Directions for this task: Lines containing the word "name" are to be copied from the data below.

· · · · · · ·

//! Loading entities by identifier or unique key.

use std::collections::HashSet;

use ormload_dialect::{LockOptions, LockTimeout};
use tracing::{debug, instrument};

use crate::error::{Error, Result};
use crate::jdbc::JdbcCoordinator;
use crate::mapping::{LoadQueryInfluencers, MappingRegistry};
use crate::plan::LoadPlanBuilder;
use crate::process::{EntityKey, LoadedObject, PersistenceContext};
use crate::query::{LoadQueryDetails, QueryBuildingParameters};
use crate::value::{TypedValue, Value, ValueType};

use super::executor::LoadExecutor;
use super::parameters::QueryParameters;

/// Configures an [`EntityLoader`].
pub struct EntityLoaderBuilder<'r> {
    registry: &'r MappingRegistry,
    entity: String,
    fetches: Vec<String>,
    batch_size: Option<usize>,
    lock_options: LockOptions,
    influencers: LoadQueryInfluencers,
    unique_key: Option<String>,
    read_only: Option<bool>,
}

impl<'r> EntityLoaderBuilder<'r> {
    /// Join fetch the association at `path`.
    pub fn with_fetch(mut self, path: impl Into<String>) -> Self {
        self.fetches.push(path.into());
        self
    }

    /// Keys loaded per statement by [`EntityLoader::load_batch`].
    pub fn with_batch_size(mut self, batch_size: usize) -> Self {
        self.batch_size = Some(batch_size.max(1));
        self
    }

    pub fn with_lock_options(mut self, lock_options: LockOptions) -> Self {
        self.lock_options = lock_options;
        self
    }

    pub fn with_influencers(mut self, influencers: LoadQueryInfluencers) -> Self {
        self.influencers = influencers;
        self
    }

    /// Look rows up by the columns of `property` instead of the identifier.
    pub fn keyed_on(mut self, property: impl Into<String>) -> Self {
        self.unique_key = Some(property.into());
        self
    }

    pub fn with_read_only(mut self, read_only: bool) -> Self {
        self.read_only = Some(read_only);
        self
    }

    /// Build the plan and the statements.
    #[instrument(level = "debug", skip_all, fields(entity = %self.entity))]
    pub fn build(self) -> Result<EntityLoader<'r>> {
        let registry = self.registry;
        let settings = registry.settings();
        let persister = registry.entity(&self.entity)?;
        self.influencers.validate()?;

        let mut lock_options = self.lock_options;
        if !lock_options.is_none() && lock_options.timeout == LockTimeout::WaitForever {
            lock_options.timeout = settings.default_lock_timeout;
        }

        let (key_columns, key_type) = match &self.unique_key {
            Some(property) => (Some(persister.property_columns(property)?), persister.property_type(property)?),
            None => (None, persister.identifier.value_type.clone()),
        };

        let plan = self
            .fetches
            .iter()
            .fold(LoadPlanBuilder::new(registry), |builder, path| builder.with_fetch(path.clone()))
            .entity_load_plan(&persister.name)?;

        let batch_size = self
            .batch_size
            .unwrap_or_else(|| persister.batch_size.unwrap_or(settings.default_batch_fetch_size))
            .max(1);
        let params = QueryBuildingParameters::new()
            .with_influencers(self.influencers.clone())
            .with_lock_options(lock_options.clone());
        let single = LoadQueryDetails::for_entity_keyed_on(&plan, key_columns.as_deref(), &params, registry)?;
        let batch = if batch_size > 1 {
            Some(LoadQueryDetails::for_entity_keyed_on(
                &plan,
                key_columns.as_deref(),
                &params.with_batch_size(batch_size),
                registry,
            )?)
        } else {
            None
        };
        debug!(sql = %single.sql(), batch_size, "entity loader built");

        Ok(EntityLoader {
            registry,
            entity: persister.name.clone(),
            single,
            batch,
            key_type,
            lock_options,
            influencers: self.influencers,
            read_only: self.read_only,
        })
    }
}

/// Loads instances of one entity into a [`PersistenceContext`].
#[derive(Debug, Clone)]
pub struct EntityLoader<'r> {
    registry: &'r MappingRegistry,
    entity: String,
    single: LoadQueryDetails,
    batch: Option<LoadQueryDetails>,
    key_type: ValueType,
    lock_options: LockOptions,
    influencers: LoadQueryInfluencers,
    read_only: Option<bool>,
}

impl<'r> EntityLoader<'r> {
    pub fn builder(registry: &'r MappingRegistry, entity: impl Into<String>) -> EntityLoaderBuilder<'r> {
        EntityLoaderBuilder {
            registry,
            entity: entity.into(),
            fetches: Vec::new(),
            batch_size: None,
            lock_options: LockOptions::none(),
            influencers: LoadQueryInfluencers::new(),
            unique_key: None,
            read_only: None,
        }
    }

    pub fn entity(&self) -> &str {
        &self.entity
    }

    /// Statement used for single-key loads.
    pub fn details(&self) -> &LoadQueryDetails {
        &self.single
    }

    /// Statement used for batched loads, when the batch size exceeds one.
    pub fn batch_details(&self) -> Option<&LoadQueryDetails> {
        self.batch.as_ref()
    }

    pub fn batch_size(&self) -> usize {
        self.batch.as_ref().map_or(1, LoadQueryDetails::batch_size)
    }

    /// Load the instance with key `id`. Fails with `NonUniqueResult` when
    /// the rows hold more than one distinct instance.
    #[instrument(level = "debug", skip_all, fields(entity = %self.entity, id = %id))]
    pub fn load<C: JdbcCoordinator>(
        &self,
        coordinator: &mut C,
        context: &mut PersistenceContext,
        id: Value,
    ) -> Result<Option<EntityKey>> {
        let id = self.key_type.coerce(id)?;
        let keys = self.execute(coordinator, context, &self.single, std::slice::from_ref(&id))?;
        match keys.as_slice() {
            [] => Ok(None),
            [only] => Ok(Some(only.clone())),
            _ => Err(Error::NonUniqueResult(format!("{} with key {id}", self.entity))),
        }
    }

    /// Load the instances with the given keys, `batch_size` keys per
    /// statement. The last statement repeats its last key to fill the
    /// batch.
    #[instrument(level = "debug", skip_all, fields(entity = %self.entity, ids = ids.len()))]
    pub fn load_batch<C: JdbcCoordinator>(
        &self,
        coordinator: &mut C,
        context: &mut PersistenceContext,
        ids: &[Value],
    ) -> Result<Vec<EntityKey>> {
        let ids = ids
            .iter()
            .map(|id| self.key_type.coerce(id.clone()))
            .collect::<Result<Vec<_>>>()?;
        let (details, batch_size) = match &self.batch {
            Some(batch) => (batch, batch.batch_size()),
            None => (&self.single, 1),
        };
        let mut loaded = Vec::new();
        let mut seen = HashSet::new();
        for group in ids.chunks(batch_size) {
            let padded = pad_batch(group, batch_size);
            for key in self.execute(coordinator, context, details, &padded)? {
                if seen.insert(key.clone()) {
                    loaded.push(key);
                }
            }
        }
        Ok(loaded)
    }

    fn execute<C: JdbcCoordinator>(
        &self,
        coordinator: &mut C,
        context: &mut PersistenceContext,
        details: &LoadQueryDetails,
        ids: &[Value],
    ) -> Result<Vec<EntityKey>> {
        let params = ids.iter().fold(
            QueryParameters::new()
                .with_lock_options(self.lock_options.clone())
                .with_influencers(self.influencers.clone())
                .with_read_only(self.read_only),
            |params, id| params.with_positional(TypedValue::new(id.clone(), self.key_type.clone())),
        );
        let results = LoadExecutor::new(self.registry).execute(coordinator, details, &params, context)?;
        let mut seen = HashSet::new();
        Ok(results
            .into_iter()
            .filter_map(|object| match object {
                LoadedObject::Entity(key) => Some(key),
                _ => None,
            })
            .filter(|key| seen.insert(key.clone()))
            .collect())
    }
}

/// Fill `group` up to `batch_size` by repeating its last key.
pub(crate) fn pad_batch(group: &[Value], batch_size: usize) -> Vec<Value> {
    let mut padded = group.to_vec();
    if let Some(last) = group.last() {
        padded.resize(batch_size.max(group.len()), last.clone());
    }
    padded
}

#[cfg(test)]
mod tests {
    use super::*;

    #[test]
    fn test_pad_batch() {
        let ids = [Value::Int(1), Value::Int(2)];
        assert_eq!(
            pad_batch(&ids, 4),
            vec![Value::Int(1), Value::Int(2), Value::Int(2), Value::Int(2)]
        );
        assert_eq!(pad_batch(&ids, 2), ids.to_vec());
        assert!(pad_batch(&[], 3).is_empty());
    }
}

· · · · · · ·

Answer space:
            .entity_load_plan(&persister.name)?;
            entity: persister.name.clone(),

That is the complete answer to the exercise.